| Instructions to follow |
Could you extract every entry below and reproduce it exactly?

| Data records |
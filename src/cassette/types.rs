//! Cassette data model

use crate::error::{Error, Result};
use crate::redact::Scrubber;
use chrono::{DateTime, Utc};
use reqwest::header::HeaderMap;
use serde::{Deserialize, Serialize};
use std::collections::BTreeMap;
use std::path::Path;

/// Request half of a recorded exchange
#[derive(Debug, Clone, PartialEq, Eq, Serialize, Deserialize)]
pub struct RecordedRequest {
    pub method: String,
    pub uri: String,
    #[serde(default)]
    pub headers: BTreeMap<String, String>,
    #[serde(default, skip_serializing_if = "Option::is_none")]
    pub body: Option<String>,
}

impl RecordedRequest {
    pub(crate) fn capture(
        method: &reqwest::Method,
        url: &url::Url,
        headers: &HeaderMap,
        body: Option<&[u8]>,
    ) -> Self {
        Self {
            method: method.as_str().to_string(),
            uri: url.to_string(),
            headers: header_map(headers),
            body: body.map(|b| String::from_utf8_lossy(b).into_owned()),
        }
    }

    /// Path of the recorded URI
    pub fn path(&self) -> String {
        match url::Url::parse(&self.uri) {
            Ok(url) => url.path().to_string(),
            Err(_) => self.uri.split('?').next().unwrap_or_default().to_string(),
        }
    }

    /// Query pairs of the recorded URI
    pub fn query_pairs(&self) -> Vec<(String, String)> {
        url::Url::parse(&self.uri)
            .map(|url| url.query_pairs().into_owned().collect())
            .unwrap_or_default()
    }
}

/// Response half of a recorded exchange
#[derive(Debug, Clone, PartialEq, Eq, Serialize, Deserialize)]
pub struct RecordedResponse {
    pub status: u16,
    #[serde(default)]
    pub headers: BTreeMap<String, String>,
    #[serde(default)]
    pub body: String,
}

impl RecordedResponse {
    pub(crate) fn capture(status: u16, headers: &HeaderMap, body: &[u8]) -> Self {
        Self {
            status,
            headers: header_map(headers),
            body: String::from_utf8_lossy(body).into_owned(),
        }
    }
}

/// One request/response pair
#[derive(Debug, Clone, PartialEq, Serialize, Deserialize)]
pub struct Interaction {
    pub request: RecordedRequest,
    pub response: RecordedResponse,
    pub recorded_at: DateTime<Utc>,
}

/// A named, ordered list of recorded exchanges
#[derive(Debug, Clone, Default, PartialEq, Serialize, Deserialize)]
pub struct Cassette {
    pub name: String,
    /// Library name and version that produced the recording
    #[serde(default)]
    pub recorded_with: String,
    #[serde(default)]
    pub interactions: Vec<Interaction>,
}

impl Cassette {
    pub fn new(name: impl Into<String>) -> Self {
        Self {
            name: name.into(),
            recorded_with: format!("{}/{}", crate::NAME, crate::VERSION),
            interactions: Vec::new(),
        }
    }

    /// Append an exchange, stamped with the current time
    pub fn push(&mut self, request: RecordedRequest, response: RecordedResponse) {
        self.interactions.push(Interaction {
            request,
            response,
            recorded_at: Utc::now(),
        });
    }

    pub fn len(&self) -> usize {
        self.interactions.len()
    }

    pub fn is_empty(&self) -> bool {
        self.interactions.is_empty()
    }

    /// A copy with secrets removed from URIs, headers and bodies
    pub fn scrubbed(&self, scrubber: &Scrubber) -> Self {
        let interactions = self
            .interactions
            .iter()
            .map(|interaction| {
                let mut interaction = interaction.clone();
                let request = &mut interaction.request;
                request.uri = scrubber.scrub_url(&request.uri);
                scrubber.scrub_headers(&mut request.headers);
                request.body = request.body.as_deref().map(|b| scrubber.scrub_body(b));

                let response = &mut interaction.response;
                scrubber.scrub_headers(&mut response.headers);
                response.body = scrubber.scrub_body(&response.body);
                interaction
            })
            .collect();

        Self {
            name: self.name.clone(),
            recorded_with: self.recorded_with.clone(),
            interactions,
        }
    }

    /// Serialize to YAML
    pub fn to_yaml(&self) -> Result<String> {
        Ok(serde_yaml::to_string(self)?)
    }

    /// Parse from YAML
    pub fn from_yaml(content: &str) -> Result<Self> {
        Ok(serde_yaml::from_str(content)?)
    }

    /// Scrub and write to `path`. Unscrubbed data never reaches disk.
    pub fn save(&self, path: impl AsRef<Path>, scrubber: &Scrubber) -> Result<()> {
        let path = path.as_ref();
        let yaml = self.scrubbed(scrubber).to_yaml()?;
        if let Some(parent) = path.parent().filter(|p| !p.as_os_str().is_empty()) {
            std::fs::create_dir_all(parent)?;
        }
        std::fs::write(path, yaml)?;
        tracing::debug!(
            path = %path.display(),
            interactions = self.len(),
            "Saved cassette"
        );
        Ok(())
    }

    /// Read a cassette from `path`
    pub fn load(path: impl AsRef<Path>) -> Result<Self> {
        let path = path.as_ref();
        let content = std::fs::read_to_string(path).map_err(|e| {
            Error::Other(format!("Failed to read cassette '{}': {e}", path.display()))
        })?;
        Self::from_yaml(&content)
    }
}

fn header_map(headers: &HeaderMap) -> BTreeMap<String, String> {
    headers
        .iter()
        .filter_map(|(name, value)| {
            value
                .to_str()
                .ok()
                .map(|v| (name.as_str().to_string(), v.to_string()))
        })
        .collect()
}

| Task answer |
filename src/cassette/types.rs
//! Cassette data model

use crate::error::{Error, Result};
use crate::redact::Scrubber;
use chrono::{DateTime, Utc};
use reqwest::header::HeaderMap;
use serde::{Deserialize, Serialize};
use std::collections::BTreeMap;
use std::path::Path;

/// Request half of a recorded exchange
#[derive(Debug, Clone, PartialEq, Eq, Serialize, Deserialize)]
pub struct RecordedRequest {
    pub method: String,
    pub uri: String,
    #[serde(default)]
    pub headers: BTreeMap<String, String>,
    #[serde(default, skip_serializing_if = "Option::is_none")]
    pub body: Option<String>,
}

impl RecordedRequest {
    pub(crate) fn capture(
        method: &reqwest::Method,
        url: &url::Url,
        headers: &HeaderMap,
        body: Option<&[u8]>,
    ) -> Self {
        Self {
            method: method.as_str().to_string(),
            uri: url.to_string(),
            headers: header_map(headers),
            body: body.map(|b| String::from_utf8_lossy(b).into_owned()),
        }
    }

    /// Path of the recorded URI
    pub fn path(&self) -> String {
        match url::Url::parse(&self.uri) {
            Ok(url) => url.path().to_string(),
            Err(_) => self.uri.split('?').next().unwrap_or_default().to_string(),
        }
    }

    /// Query pairs of the recorded URI
    pub fn query_pairs(&self) -> Vec<(String, String)> {
        url::Url::parse(&self.uri)
            .map(|url| url.query_pairs().into_owned().collect())
            .unwrap_or_default()
    }
}

/// Response half of a recorded exchange
#[derive(Debug, Clone, PartialEq, Eq, Serialize, Deserialize)]
pub struct RecordedResponse {
    pub status: u16,
    #[serde(default)]
    pub headers: BTreeMap<String, String>,
    #[serde(default)]
    pub body: String,
}

impl RecordedResponse {
    pub(crate) fn capture(status: u16, headers: &HeaderMap, body: &[u8]) -> Self {
        Self {
            status,
            headers: header_map(headers),
            body: String::from_utf8_lossy(body).into_owned(),
        }
    }
}

/// One request/response pair
#[derive(Debug, Clone, PartialEq, Serialize, Deserialize)]
pub struct Interaction {
    pub request: RecordedRequest,
    pub response: RecordedResponse,
    pub recorded_at: DateTime<Utc>,
}

/// A named, ordered list of recorded exchanges
#[derive(Debug, Clone, Default, PartialEq, Serialize, Deserialize)]
pub struct Cassette {
    pub name: String,
    /// Library name and version that produced the recording
    #[serde(default)]
    pub recorded_with: String,
    #[serde(default)]
    pub interactions: Vec<Interaction>,
}

impl Cassette {
    pub fn new(name: impl Into<String>) -> Self {
        Self {
            name: name.into(),
            recorded_with: format!("{}/{}", crate::NAME, crate::VERSION),
            interactions: Vec::new(),
        }
    }

    /// Append an exchange, stamped with the current time
    pub fn push(&mut self, request: RecordedRequest, response: RecordedResponse) {
        self.interactions.push(Interaction {
            request,
            response,
            recorded_at: Utc::now(),
        });
    }

    pub fn len(&self) -> usize {
        self.interactions.len()
    }

    pub fn is_empty(&self) -> bool {
        self.interactions.is_empty()
    }

    /// A copy with secrets removed from URIs, headers and bodies
    pub fn scrubbed(&self, scrubber: &Scrubber) -> Self {
        let interactions = self
            .interactions
            .iter()
            .map(|interaction| {
                let mut interaction = interaction.clone();
                let request = &mut interaction.request;
                request.uri = scrubber.scrub_url(&request.uri);
                scrubber.scrub_headers(&mut request.headers);
                request.body = request.body.as_deref().map(|b| scrubber.scrub_body(b));

                let response = &mut interaction.response;
                scrubber.scrub_headers(&mut response.headers);
                response.body = scrubber.scrub_body(&response.body);
                interaction
            })
            .collect();

        Self {
            name: self.name.clone(),
            recorded_with: self.recorded_with.clone(),
            interactions,
        }
    }

    /// Serialize to YAML
    pub fn to_yaml(&self) -> Result<String> {
        Ok(serde_yaml::to_string(self)?)
    }

    /// Parse from YAML
    pub fn from_yaml(content: &str) -> Result<Self> {
        Ok(serde_yaml::from_str(content)?)
    }

    /// Scrub and write to `path`. Unscrubbed data never reaches disk.
    pub fn save(&self, path: impl AsRef<Path>, scrubber: &Scrubber) -> Result<()> {
        let path = path.as_ref();
        let yaml = self.scrubbed(scrubber).to_yaml()?;
        if let Some(parent) = path.parent().filter(|p| !p.as_os_str().is_empty()) {
            std::fs::create_dir_all(parent)?;
        }
        std::fs::write(path, yaml)?;
        tracing::debug!(
            path = %path.display(),
            interactions = self.len(),
            "Saved cassette"
        );
        Ok(())
    }

    /// Read a cassette from `path`
    pub fn load(path: impl AsRef<Path>) -> Result<Self> {
        let path = path.as_ref();
        let content = std::fs::read_to_string(path).map_err(|e| {
            Error::Other(format!("Failed to read cassette '{}': {e}", path.display()))
        })?;
        Self::from_yaml(&content)
    }
}

fn header_map(headers: &HeaderMap) -> BTreeMap<String, String> {
    headers
        .iter()
        .filter_map(|(name, value)| {
            value
                .to_str()
                .ok()
                .map(|v| (name.as_str().to_string(), v.to_string()))
        })
        .collect()
}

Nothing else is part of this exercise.